ADN ambiental

A partir del material genético que todo ser vivo deja en su hábitat, podemos estudiar el pasado, presente y futuro de la vida en la Tierra.

Por el solo hecho de existir los organismos vivos dejan tras de sí un rastro de ADN. Cuando un animal se mueve por su hábitat, se descaman células de la superficie de su cuerpo; durante su ciclo vital muda su pelaje, su piel, sus plumas o su exoesqueleto y, frecuentemente, libera en el ambiente tanto secreciones mucosas como sus heces. Todos estos elementos contienen células y, en consecuencia, su ADN.

Si este ADN se preserva en el medio (no es degradado por las bacterias) y los científicos pueden encontrarlo y leerlo, obtendrán una fotografía de las especies presentes en un hábitat concreto. Es lo que se conoce como ADN ambiental y, entre otras aplicaciones, su estudio es útil para describir la biodiversidad de los ecosistemas y disponer de información sobre el estado en el que estos se encuentran para poder protegerlos.

Para preservar un ecosistema, es indispensable conocer qué especies viven en él. Este conocimiento tradicionalmente se obtenía mediante muestreos de campo, con los que se identificaba a los principales animales y plantas de un área concreta. Aunque estos se siguen llevando a cabo, en la actualidad y gracias al ADN ambiental, los científicos ya no necesitan capturar directamente a los animales ni tomar muestras de plantas. Pueden detectar de forma indirecta su presencia en el ecosistema a partir del rastro que han dejado en él en forma de ADN.

Los científicos analizan muestras de agua, pero también de tierra o de aire, para aislar el ADN presente en ellas y ‘leer’ pequeños fragmentos de texto genético que les indican qué especies están presentes en un determinado lugar. Con estas técnicas innovadoras los biólogos obtienen una imagen más detallada que la que proporciona solo la observación directa. Sin embargo, los métodos de ADN ambiental no sustituyen a los tradicionales sino que constituyen un valioso complemento.

Desde el punto de vista de la conservación de los ecosistemas, las técnicas de ADN ambiental permiten considerar grupos más amplios de organismos y no solo unas pocas especies de mamíferos, aves, insectos o plantas; y también incluir a organismos de pequeño tamaño, tanto microorganismos como pequeños invertebrados, u otros cuya presencia es rara, y que de otra forma sería difícil caracterizar.

También ha abierto la puerta a que los biólogos puedan estudiar hábitats más extensos o durante periodos de tiempo más largos para ver su evolución, ya que la toma de muestras y su análisis en el laboratorio son más fáciles y menos costosos.

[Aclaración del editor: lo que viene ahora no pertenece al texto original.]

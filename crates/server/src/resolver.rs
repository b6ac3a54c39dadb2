use reqwest::Client;
use routesmith::{Error, geocode::Resolver, shared::Coordinate};
use serde::Deserialize;

pub const DEFAULT_GEOCODER_URL: &str = "https://nominatim.openstreetmap.org/search";
const USER_AGENT: &str = concat!("routesmith-server/", env!("CARGO_PKG_VERSION"));

#[derive(Debug, Deserialize)]
struct Place {
    lat: String,
    lon: String,
}

/// Resolves addresses against a Nominatim-compatible search endpoint.
pub struct NominatimResolver {
    client: Client,
    url: String,
}

impl NominatimResolver {
    pub fn new(url: String) -> Result<Self, reqwest::Error> {
        let client = Client::builder().user_agent(USER_AGENT).build()?;
        Ok(Self { client, url })
    }
}

impl Resolver for NominatimResolver {
    async fn resolve(&self, address: &str) -> Result<Coordinate, Error> {
        let failure = |err: reqwest::Error| Error::ResolverFailure(err.to_string());
        let places: Vec<Place> = self
            .client
            .get(&self.url)
            .query(&[("q", address), ("format", "json"), ("limit", "1")])
            .send()
            .await
            .map_err(failure)?
            .error_for_status()
            .map_err(failure)?
            .json()
            .await
            .map_err(failure)?;
        let place = places
            .first()
            .ok_or_else(|| Error::ResolverFailure(format!("no match for {address:?}")))?;
        let latitude = place
            .lat
            .parse()
            .map_err(|_| Error::ResolverFailure(format!("bad latitude {:?}", place.lat)))?;
        let longitude = place
            .lon
            .parse()
            .map_err(|_| Error::ResolverFailure(format!("bad longitude {:?}", place.lon)))?;
        Coordinate::try_new(latitude, longitude)
    }
}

Las fuentes de las que se ha obtenido ADN ambiental son diversas: ha podido aislarse de muestras de tierra, del agua del mar o de un río, de las heces de un animal e incluso del aire o de la nieve. Se ha obtenido ADN de la superficie de los pétalos de flores y con él se han estudiado los insectos polinizadores que interactúan con ellas. Y también se ha conseguido recuperar ADN de sedimentos antiguos que ha permitido identificar en ellos plantas y animales extintos.

En el laboratorio se extrae el ADN de las muestras ambientales y, para estudiarlo, los investigadores realizan múltiples copias de unas determinadas regiones que emplean a modo de códigos de barras con los que identifican a las especies presentes. Este tipo de métodos reciben el nombre de ‘metabarcoding’ (‘barcode’ en inglés significa código de barras).

Con el ADN ambiental, los científicos pueden caracterizar las especies que merodean por las profundidades de los océanos, describir la diversidad de seres vivos en un ecosistema y realizar el seguimiento y control de especies invasoras. Se ha aplicado para rastrear los brotes de enfermedades infecciosas, como por ejemplo la covid, mediante el análisis del ADN presente en las aguas fecales de una ciudad. Y si ponemos la mirada en el pasado, también se ha empleado para estudiar ecosistemas desaparecidos hace mucho tiempo, a partir de las trazas de ADN preservadas en el permafrost, o para detectar los distintos grupos de humanos arcaicos que poblaron una misma cueva en Siberia a lo largo de centenares de miles de años, analizando el ADN presente en los sedimentos. Sus aplicaciones son infinitas.